What the task asks:
From the data underneath, reproduce exactly the stretch that begins at the line with "let links = extract_markdown_links(&content, &source);" and ends after the line with "use thiserror::Error;".
---------- Information ----------
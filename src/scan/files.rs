// src/scan/files.rs
// =============================================================================
// Discovers documentation files and collects the links they contain.
//
// How it works:
// 1. Walk the docs root recursively with walkdir, sorted by file name so
//    every run sees the files in the same order
// 2. Prune hidden directories (.vuepress, .git, ...) without descending
// 3. Keep regular files whose extension is in the configured list
// 4. Read each file and run the Markdown extractor over it. Bytes that are
//    not valid UTF-8 are replaced, so one stray encoding never stops a scan
//
// Any walk or read error aborts the run: a half-scanned tree would report a
// misleadingly clean result.
// =============================================================================

use anyhow::{Context, Result};
use std::path::{Path, PathBuf};
use tracing::debug;
use walkdir::{DirEntry, WalkDir};

use crate::checker::{extract_markdown_links, CheckTarget};

// Finds every documentation file below `root`
//
// Returns: paths in walk order (directories first by name, then their files)
pub fn find_markdown_files(root: &Path, extensions: &[String]) -> Result<Vec<PathBuf>> {
    let mut files = Vec::new();

    let walker = WalkDir::new(root)
        .follow_links(false)
        .sort_by_file_name()
        .into_iter()
        .filter_entry(|entry| !is_hidden_dir(entry));

    for entry in walker {
        let entry = entry.with_context(|| format!("Failed to scan {}", root.display()))?;
        if entry.file_type().is_file() && has_extension(entry.path(), extensions) {
            files.push(entry.into_path());
        }
    }

    debug!(root = %root.display(), count = files.len(), "discovered documentation files");
    Ok(files)
}

// Hidden directories are skipped; the root itself is always walked even if
// its own name starts with a dot
fn is_hidden_dir(entry: &DirEntry) -> bool {
    entry.depth() > 0
        && entry.file_type().is_dir()
        && entry.file_name().to_str().is_some_and(|name| name.starts_with('.'))
}

fn has_extension(path: &Path, extensions: &[String]) -> bool {
    path.extension()
        .and_then(|ext| ext.to_str())
        .is_some_and(|ext| extensions.iter().any(|wanted| wanted == ext))
}

/// Path of `file` relative to `root`, with `/` separators on every platform
pub fn relative_source(root: &Path, file: &Path) -> String {
    let relative = file.strip_prefix(root).unwrap_or(file);
    relative
        .components()
        .map(|c| c.as_os_str().to_string_lossy())
        .collect::<Vec<_>>()
        .join("/")
}

// Reads every file and extracts its links, in file order
//
// Returns: all link targets, not yet de-duplicated across files
pub fn collect_links(root: &Path, files: &[PathBuf]) -> Result<Vec<CheckTarget>> {
    let mut all_links = Vec::new();

    for file in files {
        let bytes =
            std::fs::read(file).with_context(|| format!("Failed to read {}", file.display()))?;
        let content = String::from_utf8_lossy(&bytes);
        let source = relative_source(root, file);
        let links = extract_markdown_links(&content, &source);
        debug!(file = %source, links = links.len(), "extracted links");
        all_links.extend(links);
    }

    Ok(all_links)
}
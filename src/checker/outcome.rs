// src/checker/outcome.rs
// =============================================================================
// Data types shared by every stage of the checker:
//
// - CheckTarget: one thing to probe (an RPC endpoint or a documentation link)
// - ProbeOutcome: the single result each target produces
// - ProbeError: why a probe failed
//
// Every target yields exactly one ProbeOutcome. Network and protocol problems
// are values of ProbeError, never panics or escaping errors.
// =============================================================================

use std::error::Error as _;

use thiserror::Error;

/// Which pass a target belongs to. Endpoints and links are never merged.
#[derive(Debug, Clone, Copy, PartialEq, Eq)]
pub enum TargetKind {
    Endpoint,
    Link,
}

/// A URL scheduled for probing, immutable once extracted.
#[derive(Debug, Clone, PartialEq, Eq)]
pub struct CheckTarget {
    pub kind: TargetKind,
    pub value: String,
    /// File the URL came from, relative to the docs root. Endpoints have none.
    pub source: Option<String>,
    /// Link label, anchor text, or "code/text" for bare URLs.
    pub context: Option<String>,
}

impl CheckTarget {
    pub fn endpoint(value: impl Into<String>) -> Self {
        Self {
            kind: TargetKind::Endpoint,
            value: value.into(),
            source: None,
            context: None,
        }
    }

    pub fn link(
        value: impl Into<String>,
        source: impl Into<String>,
        context: impl Into<String>,
    ) -> Self {
        Self {
            kind: TargetKind::Link,
            value: value.into(),
            source: Some(source.into()),
            context: Some(context.into()),
        }
    }
}

/// What a successful probe learned about its target
#[derive(Debug, Clone, PartialEq, Eq)]
pub enum SuccessDetail {
    /// A documentation link answered with a status in [200, 400)
    Link { status: u16, final_url: String },
    /// An RPC root answered its health check
    Endpoint {
        head_block: String,
        chain_id: Option<String>,
    },
}

#[derive(Debug, Clone, PartialEq, Eq)]
pub enum ProbeOutcome {
    Success(SuccessDetail),
    Failure(ProbeError),
    /// The URL (or a redirect hop) matched a skip rule; carries the rule's reason
    Skipped(String),
}

#[cfg(test)]
impl ProbeOutcome {
    pub fn is_failure(&self) -> bool {
        matches!(self, ProbeOutcome::Failure(_))
    }
}

/// Reasons a single probe can fail.
///
/// The Display text is what ends up in the failure listing.
#[derive(Debug, Clone, PartialEq, Eq, Error)]
pub enum ProbeError {
    #[error("Request timeout")]
    Timeout,

    #[error("Could not resolve hostname")]
    Dns,

    #[error("Connection failed: {0}")]
    Connect(String),

    #[error("SSL certificate error: {0}")]
    Tls(String),

    #[error("{0}")]
    Request(String),

    #[error("Status: {0}")]
    Status(u16),

    #[error("Too many redirects (more than {0} hops)")]
    TooManyRedirects(usize),

    #[error("Invalid redirect location: {0}")]
    InvalidRedirect(String),

    #[error("Invalid JSON in response: {0}")]
    InvalidJson(String),

    #[error("Response has no head_block_num")]
    MissingHeadBlock,
}

// reqwest folds every failure mode into one error type; split it back out
// into the categories the report distinguishes.
impl From<reqwest::Error> for ProbeError {
    fn from(error: reqwest::Error) -> Self {
        let error_string = full_message(&error);
        let lowered = error_string.to_lowercase();

        if error.is_timeout() {
            ProbeError::Timeout
        } else if lowered.contains("certificate") || lowered.contains("tls") {
            ProbeError::Tls(error_string)
        } else if error.is_connect() {
            if lowered.contains("dns") {
                ProbeError::Dns
            } else {
                ProbeError::Connect(error_string)
            }
        } else {
            ProbeError::Request(error_string)
        }
    }
}

// reqwest's Display stops at the outermost layer; the useful part (dns error,
// connection refused, ...) sits further down the source chain.
fn full_message(error: &reqwest::Error) -> String {
    let mut message = error.to_string();
    let mut source = error.source();
    while let Some(cause) = source {
        let text = cause.to_string();
        if !message.contains(&text) {
            message.push_str(": ");
            message.push_str(&text);
        }
        source = cause.source();
    }
    message
}

#[cfg(test)]
mod tests {
    use super::*;

    #[test]
    fn test_failure_messages() {
        assert_eq!(ProbeError::Timeout.to_string(), "Request timeout");
        assert_eq!(ProbeError::Status(404).to_string(), "Status: 404");
        assert_eq!(
            ProbeError::TooManyRedirects(10).to_string(),
            "Too many redirects (more than 10 hops)"
        );
    }

    #[test]
    fn test_only_failures_count_as_failures() {
        assert!(ProbeOutcome::Failure(ProbeError::Status(500)).is_failure());
        assert!(!ProbeOutcome::Skipped("example host".to_string()).is_failure());
        assert!(!ProbeOutcome::Success(SuccessDetail::Link {
            status: 200,
            final_url: "https://docs.example.org".to_string(),
        })
        .is_failure());
    }

    #[test]
    fn test_link_target_carries_source_and_context() {
        let target = CheckTarget::link("https://a.org", "guide/intro.md", "Docs");
        assert_eq!(target.kind, TargetKind::Link);
        assert_eq!(target.source.as_deref(), Some("guide/intro.md"));
        assert_eq!(target.context.as_deref(), Some("Docs"));

        let endpoint = CheckTarget::endpoint("https://rpc.a.org");
        assert_eq!(endpoint.kind, TargetKind::Endpoint);
        assert!(endpoint.source.is_none());
    }
}
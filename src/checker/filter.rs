// src/checker/filter.rs
// =============================================================================
// Skip rules and URL de-duplication.
//
// - SkipRules: regex patterns loaded once from configuration. A URL matching
//   any rule is never requested; the prober reports it as Skipped with the
//   rule's reason so it shows up in the summary instead of vanishing.
// - dedup_by_url: keeps the first occurrence of every distinct URL string
//   across all files, preserving discovery order.
// =============================================================================

use anyhow::{Context, Result};
use regex::Regex;
use std::collections::HashSet;

use super::outcome::CheckTarget;
use crate::config::SkipRuleConfig;

#[derive(Debug, Clone)]
struct SkipRule {
    pattern: Regex,
    reason: String,
}

/// Compiled skip-rule list, shared read-only by every probe of a run
#[derive(Debug, Clone, Default)]
pub struct SkipRules {
    rules: Vec<SkipRule>,
}

impl SkipRules {
    /// Compiles the configured patterns.
    ///
    /// An invalid pattern is a configuration error and aborts the run.
    pub fn compile(configs: &[SkipRuleConfig]) -> Result<Self> {
        let rules = configs
            .iter()
            .map(|config| {
                let pattern = Regex::new(&config.pattern)
                    .with_context(|| format!("Invalid skip pattern '{}'", config.pattern))?;
                Ok(SkipRule {
                    pattern,
                    reason: config.reason.clone(),
                })
            })
            .collect::<Result<Vec<_>>>()?;

        Ok(Self { rules })
    }

    /// Returns the reason of the first rule matching `url`, if any
    pub fn matching_reason(&self, url: &str) -> Option<&str> {
        self.rules
            .iter()
            .find(|rule| rule.pattern.is_match(url))
            .map(|rule| rule.reason.as_str())
    }

    pub fn len(&self) -> usize {
        self.rules.len()
    }
}

// Keeps the first occurrence of each URL, in discovery order
//
// The surviving target keeps the source file and context of that first
// occurrence.
pub fn dedup_by_url(targets: Vec<CheckTarget>) -> Vec<CheckTarget> {
    let mut seen = HashSet::new();
    targets
        .into_iter()
        .filter(|target| seen.insert(target.value.clone()))
        .collect()
}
----------
Task output:
        let links = extract_markdown_links(&content, &source);
        debug!(file = %source, links = links.len(), "extracted links");
        all_links.extend(links);
    }

    Ok(all_links)
}
filename src/checker/outcome.rs
// src/checker/outcome.rs
// =============================================================================
// Data types shared by every stage of the checker:
//
// - CheckTarget: one thing to probe (an RPC endpoint or a documentation link)
// - ProbeOutcome: the single result each target produces
// - ProbeError: why a probe failed
//
// Every target yields exactly one ProbeOutcome. Network and protocol problems
// are values of ProbeError, never panics or escaping errors.
// =============================================================================

use std::error::Error as _;

use thiserror::Error;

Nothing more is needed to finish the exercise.